(PROVIDED DATA begins)
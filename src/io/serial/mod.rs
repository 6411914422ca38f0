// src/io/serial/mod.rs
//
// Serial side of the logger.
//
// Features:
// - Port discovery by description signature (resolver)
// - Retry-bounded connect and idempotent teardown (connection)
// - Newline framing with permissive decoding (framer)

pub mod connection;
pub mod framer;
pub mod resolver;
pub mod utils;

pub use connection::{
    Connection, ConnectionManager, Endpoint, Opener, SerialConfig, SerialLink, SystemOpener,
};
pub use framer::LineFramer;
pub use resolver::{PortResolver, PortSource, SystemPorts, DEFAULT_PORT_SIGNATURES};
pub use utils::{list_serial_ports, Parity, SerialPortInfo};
(PROVIDED DATA ends)
(PROVIDED DATA begins)
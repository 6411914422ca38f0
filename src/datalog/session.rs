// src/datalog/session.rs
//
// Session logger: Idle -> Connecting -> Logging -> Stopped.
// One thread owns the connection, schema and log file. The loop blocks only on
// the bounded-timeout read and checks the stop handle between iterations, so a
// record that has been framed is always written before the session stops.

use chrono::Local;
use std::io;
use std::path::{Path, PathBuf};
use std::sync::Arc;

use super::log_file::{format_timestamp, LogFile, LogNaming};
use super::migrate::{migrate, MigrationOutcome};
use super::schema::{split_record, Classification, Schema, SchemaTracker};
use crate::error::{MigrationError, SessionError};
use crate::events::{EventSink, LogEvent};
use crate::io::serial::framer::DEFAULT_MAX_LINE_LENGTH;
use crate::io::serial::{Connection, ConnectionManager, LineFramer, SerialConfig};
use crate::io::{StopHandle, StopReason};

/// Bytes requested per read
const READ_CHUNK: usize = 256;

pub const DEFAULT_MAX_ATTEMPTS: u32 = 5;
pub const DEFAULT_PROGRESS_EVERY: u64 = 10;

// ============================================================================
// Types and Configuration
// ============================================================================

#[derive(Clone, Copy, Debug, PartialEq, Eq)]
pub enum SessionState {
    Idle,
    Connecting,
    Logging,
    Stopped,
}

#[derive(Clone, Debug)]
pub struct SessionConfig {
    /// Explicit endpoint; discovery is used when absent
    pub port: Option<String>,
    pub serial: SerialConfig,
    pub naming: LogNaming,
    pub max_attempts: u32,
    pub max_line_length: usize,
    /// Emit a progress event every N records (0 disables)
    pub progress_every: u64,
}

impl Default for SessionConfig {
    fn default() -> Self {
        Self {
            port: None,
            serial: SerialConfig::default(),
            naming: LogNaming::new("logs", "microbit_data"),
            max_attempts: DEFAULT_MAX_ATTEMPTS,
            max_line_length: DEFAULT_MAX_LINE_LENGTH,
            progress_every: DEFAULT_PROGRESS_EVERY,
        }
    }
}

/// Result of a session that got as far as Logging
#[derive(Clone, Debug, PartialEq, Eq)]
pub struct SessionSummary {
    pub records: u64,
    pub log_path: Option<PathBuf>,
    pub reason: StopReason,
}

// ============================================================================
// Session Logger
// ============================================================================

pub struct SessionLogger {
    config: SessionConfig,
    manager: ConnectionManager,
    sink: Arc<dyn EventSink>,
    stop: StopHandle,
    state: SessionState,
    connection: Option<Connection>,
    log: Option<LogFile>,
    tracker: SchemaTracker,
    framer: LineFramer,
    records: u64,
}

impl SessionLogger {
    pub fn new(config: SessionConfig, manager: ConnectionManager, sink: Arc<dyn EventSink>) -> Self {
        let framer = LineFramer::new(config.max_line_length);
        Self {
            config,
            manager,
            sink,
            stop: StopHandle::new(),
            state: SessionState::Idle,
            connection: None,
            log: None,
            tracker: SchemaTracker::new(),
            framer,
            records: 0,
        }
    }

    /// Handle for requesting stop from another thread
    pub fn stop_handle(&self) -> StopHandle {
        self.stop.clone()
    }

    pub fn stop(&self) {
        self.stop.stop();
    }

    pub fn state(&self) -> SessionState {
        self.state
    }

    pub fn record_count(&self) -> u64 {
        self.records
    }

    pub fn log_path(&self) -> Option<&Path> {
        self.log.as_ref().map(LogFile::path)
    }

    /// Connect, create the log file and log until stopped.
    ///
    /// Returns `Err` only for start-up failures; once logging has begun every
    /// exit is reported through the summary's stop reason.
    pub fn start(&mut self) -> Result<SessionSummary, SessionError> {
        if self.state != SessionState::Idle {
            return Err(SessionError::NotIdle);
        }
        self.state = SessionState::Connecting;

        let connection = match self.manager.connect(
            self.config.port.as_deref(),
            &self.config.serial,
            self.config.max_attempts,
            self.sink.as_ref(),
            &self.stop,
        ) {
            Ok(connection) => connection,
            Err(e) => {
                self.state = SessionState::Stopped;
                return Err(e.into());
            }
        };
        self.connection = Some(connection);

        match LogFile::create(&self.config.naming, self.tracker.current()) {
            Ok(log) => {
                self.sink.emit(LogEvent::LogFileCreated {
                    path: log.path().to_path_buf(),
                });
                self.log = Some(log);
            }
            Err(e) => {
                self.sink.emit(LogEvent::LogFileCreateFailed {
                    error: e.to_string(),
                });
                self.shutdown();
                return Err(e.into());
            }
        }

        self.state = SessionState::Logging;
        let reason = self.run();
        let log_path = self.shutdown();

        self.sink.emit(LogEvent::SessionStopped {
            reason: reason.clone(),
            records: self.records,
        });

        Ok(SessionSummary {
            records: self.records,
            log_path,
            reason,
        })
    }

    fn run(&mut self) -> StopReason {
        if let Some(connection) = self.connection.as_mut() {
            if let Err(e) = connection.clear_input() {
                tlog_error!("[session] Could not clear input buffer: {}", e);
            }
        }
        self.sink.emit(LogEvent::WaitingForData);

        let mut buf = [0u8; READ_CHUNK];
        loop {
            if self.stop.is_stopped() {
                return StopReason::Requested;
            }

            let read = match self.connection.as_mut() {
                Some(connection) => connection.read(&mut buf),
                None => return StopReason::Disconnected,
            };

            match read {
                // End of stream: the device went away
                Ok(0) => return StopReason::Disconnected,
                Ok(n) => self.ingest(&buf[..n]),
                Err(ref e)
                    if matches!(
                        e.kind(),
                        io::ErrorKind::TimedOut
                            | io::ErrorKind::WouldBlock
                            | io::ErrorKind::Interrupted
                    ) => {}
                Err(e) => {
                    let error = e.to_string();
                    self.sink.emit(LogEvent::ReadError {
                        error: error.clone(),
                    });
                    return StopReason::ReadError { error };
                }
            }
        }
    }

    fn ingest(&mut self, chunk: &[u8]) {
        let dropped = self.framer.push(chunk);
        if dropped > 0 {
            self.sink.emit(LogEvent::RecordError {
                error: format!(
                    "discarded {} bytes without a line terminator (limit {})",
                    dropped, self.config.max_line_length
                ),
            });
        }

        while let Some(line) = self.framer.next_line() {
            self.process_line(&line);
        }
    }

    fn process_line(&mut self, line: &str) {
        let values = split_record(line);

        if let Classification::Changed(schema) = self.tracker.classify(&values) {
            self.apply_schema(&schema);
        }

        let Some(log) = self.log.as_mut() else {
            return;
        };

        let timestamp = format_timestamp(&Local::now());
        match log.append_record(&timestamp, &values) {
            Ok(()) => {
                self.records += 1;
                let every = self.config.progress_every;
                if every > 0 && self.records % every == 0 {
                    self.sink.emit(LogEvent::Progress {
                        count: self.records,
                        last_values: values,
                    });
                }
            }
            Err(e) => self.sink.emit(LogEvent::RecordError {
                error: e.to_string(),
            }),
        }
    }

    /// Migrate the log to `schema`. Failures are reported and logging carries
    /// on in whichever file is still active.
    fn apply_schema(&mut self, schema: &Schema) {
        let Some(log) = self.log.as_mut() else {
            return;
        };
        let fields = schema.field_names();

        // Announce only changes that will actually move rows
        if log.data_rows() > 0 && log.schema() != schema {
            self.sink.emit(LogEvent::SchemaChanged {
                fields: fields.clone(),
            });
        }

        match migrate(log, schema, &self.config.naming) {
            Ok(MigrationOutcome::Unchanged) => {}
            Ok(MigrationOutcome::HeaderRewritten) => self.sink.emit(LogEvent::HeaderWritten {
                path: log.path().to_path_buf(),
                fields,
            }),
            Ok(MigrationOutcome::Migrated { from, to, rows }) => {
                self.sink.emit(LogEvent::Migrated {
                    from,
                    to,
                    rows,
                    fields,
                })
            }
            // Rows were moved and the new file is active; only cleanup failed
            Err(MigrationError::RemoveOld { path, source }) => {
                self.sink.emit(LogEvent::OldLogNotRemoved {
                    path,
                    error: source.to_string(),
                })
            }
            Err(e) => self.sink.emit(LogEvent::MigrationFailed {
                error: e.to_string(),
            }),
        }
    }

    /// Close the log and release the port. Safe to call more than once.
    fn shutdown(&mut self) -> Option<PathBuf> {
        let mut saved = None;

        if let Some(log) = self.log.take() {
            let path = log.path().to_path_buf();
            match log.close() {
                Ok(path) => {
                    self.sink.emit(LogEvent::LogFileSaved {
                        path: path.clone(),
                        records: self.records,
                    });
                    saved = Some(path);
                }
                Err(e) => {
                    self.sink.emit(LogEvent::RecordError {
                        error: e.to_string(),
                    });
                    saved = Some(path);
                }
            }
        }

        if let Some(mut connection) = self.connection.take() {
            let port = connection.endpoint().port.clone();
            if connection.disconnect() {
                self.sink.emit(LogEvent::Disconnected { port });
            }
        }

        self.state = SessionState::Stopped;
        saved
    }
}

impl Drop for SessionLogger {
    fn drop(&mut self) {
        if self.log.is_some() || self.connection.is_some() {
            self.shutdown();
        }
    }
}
(PROVIDED DATA ends)
• _YOUR OBJECTIVE_
Find "usize" in the data above. Report each line where it appears.

• _ANSWER TO THIS EXERCISE_
const READ_CHUNK: usize = 256;
    pub max_line_length: usize,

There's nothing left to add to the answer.